2023 book by Chris van Tulleken

Ultra-Processed People: Why Do We All Eat Stuff That Isn't Food... and Why Can't We Stop? is a 2023 non-fiction book by the British doctor Chris van Tulleken. It was published by Cornerstone Press in 2023. A paperback edition was published in 2024 by Penguin Books, with an extra chapter. It discusses ultra-processed food (UPF) and its effects on human health.

Van Tulleken combines anecdotes and personal stories with science through studies and his own experience as a physician specialising in infection and immunity. Topics include the origins of UPF, their economics and their impact. He asserts that UPF is a greater cause of weight gain than sugar or a lack of exercise, and describes psychological and physiological effects of UPF on the human body. He draws from conversations with scientists and experts within the food industry, and calls attention to the failure to rigorously state conflicts of interest in scientific papers regarding food, nutrition and their industries.

Van Tulleken also describes his own experience of living for an extended period on a diet of 80% UPF, with before and after measurements.

== Reception ==
Ultra-Processed People was shortlisted for 2023 Waterstones Book of the Year. It was also long-listed for the Baillie Gifford Prize for Non-Fiction in 2023. In 2024 it won the Fortnum & Mason Debut Food Book Award.

The American food law scholar Jacob Gersen reviewed the book for The New York Times, writing, "Do people eat more when food is cheap, or do they eat more cheap food because the processing that makes it cheap tricks us into eating more? The answer to that question is murky and confounded in van Tulleken’s account, in which food that sickens us is part and parcel of processing-for-profit."

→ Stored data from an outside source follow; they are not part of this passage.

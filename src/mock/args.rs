//! Command-line argument parsing for the mock server

// Copyright 2025 Lablup Inc. and Jeongkyu Shin
//
// Licensed under the Apache License, Version 2.0 (the "License");
// you may not use this file except in compliance with the License.
// You may obtain a copy of the License at
//
//     http://www.apache.org/licenses/LICENSE-2.0
//
// Unless required by applicable law or agreed to in writing, software
// distributed under the License is distributed on an "AS IS" BASIS,
// WITHOUT WARRANTIES OR CONDITIONS OF ANY KIND, either express or implied.
// See the License for the specific language governing permissions and
// limitations under the License.

use crate::mock::constants::{DEFAULT_CLUSTER_NAME, DEFAULT_PASSWORD, DEFAULT_USERNAME};
use clap::Parser;

#[derive(Parser, Debug, Clone)]
#[command(author, version, about = "Mock management server for rr-iops", long_about = None)]
pub struct Args {
    #[arg(long, default_value_t = 18443, help = "Port to listen on (127.0.0.1, plain HTTP)")]
    pub port: u16,

    #[arg(long, default_value = DEFAULT_CLUSTER_NAME, help = "Name of the simulated cluster")]
    pub cluster: String,

    #[arg(long, default_value_t = 4, help = "Number of connected, powered-on hosts")]
    pub healthy_hosts: u32,

    #[arg(
        long,
        default_value_t = 1,
        help = "Number of hosts that are powered off or disconnected"
    )]
    pub unhealthy_hosts: u32,

    #[arg(long, default_value_t = 8, help = "Disk LUNs presented to every host")]
    pub luns_per_host: u32,

    #[arg(
        long,
        default_value_t = 1000,
        help = "Path-switch threshold of round-robin LUNs that need remediation"
    )]
    pub default_iops: u32,

    #[arg(long, default_value = DEFAULT_USERNAME, help = "Accepted username")]
    pub username: String,

    #[arg(long, default_value = DEFAULT_PASSWORD, help = "Accepted password")]
    pub password: String,

    #[arg(
        long,
        help = "Reject multipath updates after this many have succeeded (simulates a partial failure)"
    )]
    pub fail_updates_after: Option<usize>,
}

Jerold Mande, former deputy under secretary for food safety at the United States Department of Agriculture, reviewed the book for Harvard Public Health, stating, "The reality is we simply don’t know how ultra-processed foods are linked to chronic diet-related diseases; we only know that they are and that we must invest in research to find out more."

Van Tulleken and Christopher Snowdon have exchanged criticisms regarding the book. In the book, van Tulleken criticised an article by Snowdon about a decline in survey-reported calorie consumption between 1974 and 1990. Van Tulleken pointed to data from "doubly labeled water" studies showing calorie consumption increasing, and concluded that people have become worse at estimating their calorie consumption. Snowdon responded with data from 2016 showing a decrease in calorie consumption between 1974 and 2008 even corrected for under-reporting. In turn, Snowdon criticised van Tulleken for misunderstanding a study of calorie consumption by mine-workers. Van Tulleken claimed that mine-workers do not consume more calories, but Snowdon pointed out that the study only measured calorie consumption at work. Snowdon has criticised van Tulleken for failing to identify the mechanism by which ultra-processed foods cause obesity, and for a focus on conflicts of interest rather than rebuttals of evidence. In the "Acknowledgements" section of his book, van Tulleken thanked Snowdon for being "very generous with his time and arguments. We agree on a lot, and I am hopeful that one day he'll leave the Institute of Economic Affairs and put his considerable talents towards making the world a better place for everyone."